**PROBLEM TO SOLVE**: Starting at the top of the entries below, set down every line exactly, please, until you reach the line with "CHECK ((priority IS", which is included too.

**MATERIAL FOR THE TASK**:
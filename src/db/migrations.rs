//! Versioned schema migrations for the local task database.
//!
//! Each migration runs once, inside a transaction, and is recorded in the
//! `migrations` table. New schema changes are appended with the next
//! version number; applied migrations are never edited.

use crate::libs::messages::Message;
use crate::{msg_debug, msg_error};
use anyhow::Result;
use rusqlite::{params, Connection, Transaction};

const MIGRATIONS_TABLE: &str = "
CREATE TABLE IF NOT EXISTS migrations (
    id INTEGER PRIMARY KEY,
    version INTEGER NOT NULL UNIQUE,
    name TEXT NOT NULL,
    applied_at TIMESTAMP DEFAULT CURRENT_TIMESTAMP
)";

struct Migration {
    version: u32,
    name: &'static str,
    up: fn(&Transaction) -> Result<()>,
}

pub struct MigrationManager {
    migrations: Vec<Migration>,
}

impl MigrationManager {
    pub fn new() -> Self {
        let mut manager = Self { migrations: Vec::new() };
        manager.register_migrations();
        manager
    }

    fn register_migrations(&mut self) {
        // Version 1: the todos collection. Main tasks carry `priority`,
        // subtasks carry `parent_id` and `sort_order`; never both.
        self.add_migration(1, "create_todos", |tx| {
            tx.execute(
                "CREATE TABLE IF NOT EXISTS todos (
                    id TEXT NOT NULL PRIMARY KEY,
                    title TEXT NOT NULL,
                    completed BOOLEAN NOT NULL DEFAULT FALSE,
                    owner TEXT NOT NULL,
                    created_time INTEGER NOT NULL,
                    priority TEXT,
                    sort_order INTEGER,
                    parent_id TEXT,
                    CHECK ((priority IS NULL) <> (parent_id IS NULL)),
                    CHECK ((parent_id IS NULL) = (sort_order IS NULL))
                )",
                [],
            )?;
            Ok(())
        });

        // Version 2: indices for the two list queries
        self.add_migration(2, "index_todos_queries", |tx| {
            tx.execute(
                "CREATE INDEX IF NOT EXISTS idx_todos_main ON todos(created_time) WHERE priority IS NOT NULL",
                [],
            )?;
            tx.execute("CREATE INDEX IF NOT EXISTS idx_todos_parent ON todos(parent_id, sort_order)", [])?;
            Ok(())
        });
    }

    fn add_migration(&mut self, version: u32, name: &'static str, up: fn(&Transaction) -> Result<()>) {
        self.migrations.push(Migration { version, name, up });
    }

    /// Applies every migration newer than the current schema version.
    pub fn migrate(&self, conn: &mut Connection) -> Result<()> {
        conn.execute(MIGRATIONS_TABLE, [])?;
        let current_version = Self::current_version(conn)?;

        let pending: Vec<&Migration> = self.migrations.iter().filter(|m| m.version > current_version).collect();
        if pending.is_empty() {
            return Ok(());
        }

        let tx = conn.transaction()?;
        for migration in pending {
            msg_debug!(Message::RunningMigration(migration.version, migration.name.to_string()));
            if let Err(e) = (migration.up)(&tx) {
                msg_error!(Message::MigrationFailed(migration.version, e.to_string()));
                return Err(e);
            }
            tx.execute(
                "INSERT INTO migrations (version, name) VALUES (?1, ?2)",
                params![migration.version, migration.name],
            )?;
        }
        tx.commit()?;

        Ok(())
    }

    pub fn current_version(conn: &Connection) -> Result<u32> {
        let version: Option<u32> = conn.query_row("SELECT MAX(version) FROM migrations", [], |row| row.get(0))?;
        Ok(version.unwrap_or(0))
    }

    pub fn latest_version(&self) -> u32 {
        self.migrations.last().map(|m| m.version).unwrap_or(0)
    }
}

impl Default for MigrationManager {
    fn default() -> Self {
        Self::new()
    }
}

**RESPONSE AREA**:
filename src/db/migrations.rs
//! Versioned schema migrations for the local task database.
//!
//! Each migration runs once, inside a transaction, and is recorded in the
//! `migrations` table. New schema changes are appended with the next
//! version number; applied migrations are never edited.

use crate::libs::messages::Message;
use crate::{msg_debug, msg_error};
use anyhow::Result;
use rusqlite::{params, Connection, Transaction};

const MIGRATIONS_TABLE: &str = "
CREATE TABLE IF NOT EXISTS migrations (
    id INTEGER PRIMARY KEY,
    version INTEGER NOT NULL UNIQUE,
    name TEXT NOT NULL,
    applied_at TIMESTAMP DEFAULT CURRENT_TIMESTAMP
)";

struct Migration {
    version: u32,
    name: &'static str,
    up: fn(&Transaction) -> Result<()>,
}

pub struct MigrationManager {
    migrations: Vec<Migration>,
}

impl MigrationManager {
    pub fn new() -> Self {
        let mut manager = Self { migrations: Vec::new() };
        manager.register_migrations();
        manager
    }

    fn register_migrations(&mut self) {
        // Version 1: the todos collection. Main tasks carry `priority`,
        // subtasks carry `parent_id` and `sort_order`; never both.
        self.add_migration(1, "create_todos", |tx| {
            tx.execute(
                "CREATE TABLE IF NOT EXISTS todos (
                    id TEXT NOT NULL PRIMARY KEY,
                    title TEXT NOT NULL,
                    completed BOOLEAN NOT NULL DEFAULT FALSE,
                    owner TEXT NOT NULL,
                    created_time INTEGER NOT NULL,
                    priority TEXT,
                    sort_order INTEGER,
                    parent_id TEXT,
                    CHECK ((priority IS NULL) <> (parent_id IS NULL)),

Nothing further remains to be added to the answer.